OVG NRW: Keine Einsicht in Akten über Schweinezuchtbetrieb


Das OVG NRW hat (U. v. 18.7.2019 – 20 A 1165/16) den Anspruch einer Tierschutzvereinigung auf Einsicht in die bei der Tierschutzbehörde geführten Akten über einen Schweinezuchtbetrieb verneint.

Die klagende Tierschutzvereinigung hatte beanstandet, dass in einem Schweinezuchtbetrieb Sauen tierschutzwidrig gehalten würden und beantragt, sie unter Berufung auf das TierschutzVMG NRW an dem Verwaltungsverfahren zu tierschutzrechtlichen Maßnahmen gegen den Betrieb zu beteiligen und ihr Einsicht in die Verwaltungsakten zu gewähren.
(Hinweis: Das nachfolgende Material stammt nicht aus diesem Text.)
//! Small hand-written screens with a known network and known perturbations.

use nalgebra::DMatrix;
use nempi_core::config::InferenceConfig;
use nempi_core::{Dataset, LabeledMatrix};
use nempi_network::{NetworkModel, NetworkSnapshot};
use serde::{Deserialize, Serialize};

/// A scenario fixture. Sample `s` perturbs `perturbed[s]`; an E-gene shows
/// `+magnitude` when its P-gene is downstream of the perturbed one and
/// `-magnitude` otherwise.
#[derive(Debug, Clone, Serialize, Deserialize)]
pub struct Scenario {
    pub name: String,
    #[serde(default)]
    pub description: String,
    pub p_genes: Vec<String>,
    pub e_genes: Vec<String>,
    pub edges: Vec<(String, String)>,
    /// P-gene of every E-gene.
    pub attachment: Vec<String>,
    /// Hidden truth per sample.
    pub perturbed: Vec<String>,
    pub magnitude: f64,
}

/// Load `fixtures/scenarios/<name>.json`.
pub fn load_scenario(name: &str) -> Scenario {
    crate::load_fixture(&format!("scenarios/{name}.json"))
}

/// A linear chain `P1 -> P2 -> ... -> Pn` with `e_per_p` E-genes on every
/// P-gene and `repeats` samples per P-gene, perturbations in round-robin order.
pub fn chain_scenario(n_p_genes: usize, e_per_p: usize, repeats: usize, magnitude: f64) -> Scenario {
    let p_genes: Vec<String> = (1..=n_p_genes).map(|k| format!("P{k}")).collect();
    let edges = p_genes
        .windows(2)
        .map(|pair| (pair[0].clone(), pair[1].clone()))
        .collect();
    let attachment: Vec<String> = p_genes
        .iter()
        .flat_map(|p| std::iter::repeat(p.clone()).take(e_per_p))
        .collect();
    let e_genes = (1..=attachment.len()).map(|i| format!("E{i}")).collect();
    let perturbed = (0..repeats).flat_map(|_| p_genes.iter().cloned()).collect();
    Scenario {
        name: format!("chain_{n_p_genes}"),
        description: format!("generated chain over {n_p_genes} p-genes"),
        p_genes,
        e_genes,
        edges,
        attachment,
        perturbed,
        magnitude,
    }
}

impl Scenario {
    pub fn network(&self) -> NetworkModel {
        NetworkModel::from_snapshot(&NetworkSnapshot {
            p_genes: self.p_genes.clone(),
            edges: self.edges.clone(),
        })
        .unwrap_or_else(|e| panic!("scenario {} has an invalid network: {e}", self.name))
    }

    pub fn sample_ids(&self) -> Vec<String> {
        (0..self.perturbed.len()).map(|s| format!("s{s}")).collect()
    }

    /// E-genes × samples readout.
    pub fn values(&self) -> DMatrix<f64> {
        let network = self.network();
        let closure = network.closure();
        DMatrix::from_fn(self.e_genes.len(), self.perturbed.len(), |i, s| {
            let source = self.p_index(&self.perturbed[s]);
            let target = self.p_index(&self.attachment[i]);
            if closure[(source, target)] > 0.5 {
                self.magnitude
            } else {
                -self.magnitude
            }
        })
    }

    /// The screen with every sample labeled by its true perturbation.
    pub fn labeled_dataset(&self) -> Dataset {
        let labels: Vec<&str> = self.perturbed.iter().map(String::as_str).collect();
        self.dataset(&labels)
    }

    /// The same screen with all labels hidden.
    pub fn unlabeled_dataset(&self) -> Dataset {
        self.dataset(&vec![""; self.perturbed.len()])
    }

    /// Labels given per sample; `""` hides a sample's label.
    pub fn dataset(&self, labels: &[&str]) -> Dataset {
        let config = InferenceConfig::default();
        Dataset::from_column_labels_with(&config, self.e_genes.clone(), labels, self.values())
            .and_then(|d| d.with_p_genes(self.p_genes.clone()))
            .unwrap_or_else(|e| panic!("scenario {} is malformed: {e}", self.name))
    }

    /// One-hot truth Γ.
    pub fn truth(&self) -> LabeledMatrix {
        let values = DMatrix::from_fn(self.p_genes.len(), self.perturbed.len(), |k, s| {
            if self.p_genes[k] == self.perturbed[s] {
                1.0
            } else {
                0.0
            }
        });
        LabeledMatrix::new(self.p_genes.clone(), self.sample_ids(), values)
            .unwrap_or_else(|e| panic!("scenario {} is malformed: {e}", self.name))
    }

    /// Uniform prior over all P-genes for every sample.
    pub fn uniform_prior(&self) -> LabeledMatrix {
        let n = self.p_genes.len();
        let values = DMatrix::from_element(n, self.perturbed.len(), 1.0 / n as f64);
        LabeledMatrix::new(self.p_genes.clone(), self.sample_ids(), values)
            .unwrap_or_else(|e| panic!("scenario {} is malformed: {e}", self.name))
    }

    fn p_index(&self, name: &str) -> usize {
        self.p_genes
            .iter()
            .position(|p| p == name)
            .unwrap_or_else(|| panic!("scenario {} names unknown p-gene {name}", self.name))
    }
}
Diesen Antrag lehnte der Kreis ab. Die Berufung beim OVG blieb ohne Erfolg. Das TierschutzVMG vermittele keine Ansprüche auf Akteneinsicht oder auf Beteiligung an einem eingeleiteten oder noch einzuleitenden Verwaltungsverfahren. Auch sei das TierschutzVMG mit Ablauf des 31.12.2018 außer Kraft getreten und die Staatszielbestimmung in Art. 20a GG begründe keine Verpflichtung für den Gesetzgeber eine Verbandsklage oder Mitwirkungsrechte für Tierschutzvereinigungen einzuführen oder beizubehalten.